DATA PROVIDED:
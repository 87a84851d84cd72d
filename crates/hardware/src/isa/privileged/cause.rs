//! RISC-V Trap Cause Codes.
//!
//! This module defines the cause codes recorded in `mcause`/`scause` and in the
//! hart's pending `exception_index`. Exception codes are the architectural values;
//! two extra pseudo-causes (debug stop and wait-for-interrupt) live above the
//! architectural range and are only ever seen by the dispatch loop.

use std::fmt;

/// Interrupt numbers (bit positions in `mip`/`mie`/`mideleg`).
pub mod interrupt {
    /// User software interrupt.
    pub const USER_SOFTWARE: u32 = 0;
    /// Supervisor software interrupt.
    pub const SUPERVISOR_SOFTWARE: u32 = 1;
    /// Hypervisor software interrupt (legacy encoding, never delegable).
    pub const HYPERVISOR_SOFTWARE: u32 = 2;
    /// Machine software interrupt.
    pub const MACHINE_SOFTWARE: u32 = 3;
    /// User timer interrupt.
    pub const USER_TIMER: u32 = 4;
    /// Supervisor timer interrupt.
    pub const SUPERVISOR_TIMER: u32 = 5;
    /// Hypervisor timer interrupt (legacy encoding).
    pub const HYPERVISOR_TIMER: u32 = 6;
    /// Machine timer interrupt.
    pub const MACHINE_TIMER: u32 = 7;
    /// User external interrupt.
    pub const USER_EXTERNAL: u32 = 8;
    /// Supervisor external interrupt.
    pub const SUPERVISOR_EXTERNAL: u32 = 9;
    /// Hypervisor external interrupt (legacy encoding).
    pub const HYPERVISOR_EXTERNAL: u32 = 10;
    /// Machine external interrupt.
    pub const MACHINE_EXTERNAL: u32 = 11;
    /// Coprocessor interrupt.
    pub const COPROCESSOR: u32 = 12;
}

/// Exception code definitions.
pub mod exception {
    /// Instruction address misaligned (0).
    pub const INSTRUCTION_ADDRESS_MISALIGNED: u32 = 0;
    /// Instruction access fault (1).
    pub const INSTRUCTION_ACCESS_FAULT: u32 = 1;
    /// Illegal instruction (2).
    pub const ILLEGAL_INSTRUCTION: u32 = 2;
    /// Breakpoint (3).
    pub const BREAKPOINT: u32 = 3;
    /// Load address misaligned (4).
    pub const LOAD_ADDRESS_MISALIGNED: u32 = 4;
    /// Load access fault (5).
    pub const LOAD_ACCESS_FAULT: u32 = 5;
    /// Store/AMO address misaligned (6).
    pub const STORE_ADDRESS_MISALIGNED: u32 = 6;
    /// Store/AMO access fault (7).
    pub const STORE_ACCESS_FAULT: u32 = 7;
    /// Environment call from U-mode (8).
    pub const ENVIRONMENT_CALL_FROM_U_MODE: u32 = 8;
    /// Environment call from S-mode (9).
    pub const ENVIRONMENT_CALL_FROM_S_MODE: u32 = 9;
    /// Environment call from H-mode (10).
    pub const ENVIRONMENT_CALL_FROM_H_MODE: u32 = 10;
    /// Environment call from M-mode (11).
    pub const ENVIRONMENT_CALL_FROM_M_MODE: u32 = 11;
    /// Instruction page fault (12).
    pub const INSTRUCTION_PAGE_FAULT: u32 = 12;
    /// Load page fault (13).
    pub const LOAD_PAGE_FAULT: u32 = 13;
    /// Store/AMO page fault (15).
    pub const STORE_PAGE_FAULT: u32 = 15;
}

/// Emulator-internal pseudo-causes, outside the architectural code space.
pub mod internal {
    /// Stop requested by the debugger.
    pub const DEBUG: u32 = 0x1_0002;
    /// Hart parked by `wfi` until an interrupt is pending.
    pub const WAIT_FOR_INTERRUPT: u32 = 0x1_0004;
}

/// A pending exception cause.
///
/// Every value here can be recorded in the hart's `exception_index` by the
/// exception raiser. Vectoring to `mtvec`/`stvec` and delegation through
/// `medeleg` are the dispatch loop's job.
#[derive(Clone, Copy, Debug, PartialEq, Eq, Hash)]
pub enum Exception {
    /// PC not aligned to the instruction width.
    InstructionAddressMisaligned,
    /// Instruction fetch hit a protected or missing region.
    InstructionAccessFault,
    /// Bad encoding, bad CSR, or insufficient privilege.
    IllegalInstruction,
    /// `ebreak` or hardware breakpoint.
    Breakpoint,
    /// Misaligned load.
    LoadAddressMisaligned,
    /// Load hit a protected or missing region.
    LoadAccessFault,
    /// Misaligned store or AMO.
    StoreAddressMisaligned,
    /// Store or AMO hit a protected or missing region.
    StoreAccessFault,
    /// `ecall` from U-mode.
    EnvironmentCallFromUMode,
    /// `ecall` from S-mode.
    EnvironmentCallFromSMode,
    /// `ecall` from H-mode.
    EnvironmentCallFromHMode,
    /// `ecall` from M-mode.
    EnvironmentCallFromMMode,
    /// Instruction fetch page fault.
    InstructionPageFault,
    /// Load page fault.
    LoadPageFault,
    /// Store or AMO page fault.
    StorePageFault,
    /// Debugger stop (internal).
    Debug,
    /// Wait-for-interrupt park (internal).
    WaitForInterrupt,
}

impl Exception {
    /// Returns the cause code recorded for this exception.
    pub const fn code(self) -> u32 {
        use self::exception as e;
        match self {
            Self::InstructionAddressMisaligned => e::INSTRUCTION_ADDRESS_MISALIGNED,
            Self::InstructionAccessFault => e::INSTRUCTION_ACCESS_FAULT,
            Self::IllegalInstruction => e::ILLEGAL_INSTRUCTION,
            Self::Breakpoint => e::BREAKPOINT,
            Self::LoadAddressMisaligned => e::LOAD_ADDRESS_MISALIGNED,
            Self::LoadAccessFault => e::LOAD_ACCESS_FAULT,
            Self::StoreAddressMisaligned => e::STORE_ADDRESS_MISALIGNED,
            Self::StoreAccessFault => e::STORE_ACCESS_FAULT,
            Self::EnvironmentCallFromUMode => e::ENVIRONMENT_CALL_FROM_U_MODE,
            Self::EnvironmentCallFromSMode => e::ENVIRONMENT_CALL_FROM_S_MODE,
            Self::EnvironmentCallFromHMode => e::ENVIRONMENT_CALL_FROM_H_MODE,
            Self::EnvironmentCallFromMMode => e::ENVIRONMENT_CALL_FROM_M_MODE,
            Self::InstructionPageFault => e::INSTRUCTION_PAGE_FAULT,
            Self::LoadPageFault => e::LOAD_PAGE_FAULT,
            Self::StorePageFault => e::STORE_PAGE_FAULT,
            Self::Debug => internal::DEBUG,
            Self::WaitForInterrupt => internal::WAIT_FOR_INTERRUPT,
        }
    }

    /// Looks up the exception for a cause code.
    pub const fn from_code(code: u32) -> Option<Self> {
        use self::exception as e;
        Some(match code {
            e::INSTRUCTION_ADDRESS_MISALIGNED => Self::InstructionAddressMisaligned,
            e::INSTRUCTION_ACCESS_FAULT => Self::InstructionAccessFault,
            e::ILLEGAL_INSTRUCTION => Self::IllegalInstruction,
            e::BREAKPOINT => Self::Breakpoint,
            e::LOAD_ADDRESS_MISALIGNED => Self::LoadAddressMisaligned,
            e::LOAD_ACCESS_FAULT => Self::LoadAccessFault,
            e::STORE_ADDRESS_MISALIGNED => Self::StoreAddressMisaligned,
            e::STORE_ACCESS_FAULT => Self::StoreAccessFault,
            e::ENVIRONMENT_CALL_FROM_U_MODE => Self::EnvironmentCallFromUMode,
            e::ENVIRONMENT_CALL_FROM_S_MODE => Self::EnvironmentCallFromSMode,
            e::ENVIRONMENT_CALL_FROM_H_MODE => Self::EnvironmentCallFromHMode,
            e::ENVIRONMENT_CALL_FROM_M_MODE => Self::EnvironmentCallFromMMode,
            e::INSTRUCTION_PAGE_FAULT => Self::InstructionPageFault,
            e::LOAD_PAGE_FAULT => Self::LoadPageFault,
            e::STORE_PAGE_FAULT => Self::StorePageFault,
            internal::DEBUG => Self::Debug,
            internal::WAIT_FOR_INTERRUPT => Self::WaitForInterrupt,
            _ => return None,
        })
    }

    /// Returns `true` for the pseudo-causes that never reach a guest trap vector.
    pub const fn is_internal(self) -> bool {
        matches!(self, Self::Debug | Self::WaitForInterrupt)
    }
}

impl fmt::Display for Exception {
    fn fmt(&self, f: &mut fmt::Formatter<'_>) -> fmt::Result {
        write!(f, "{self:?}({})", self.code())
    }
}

PROBLEM DETAILS: For the data above, give the number of lines in which the word "pseudo" appears, and nothing more.

ANSWER FOR THIS EXERCISE: 3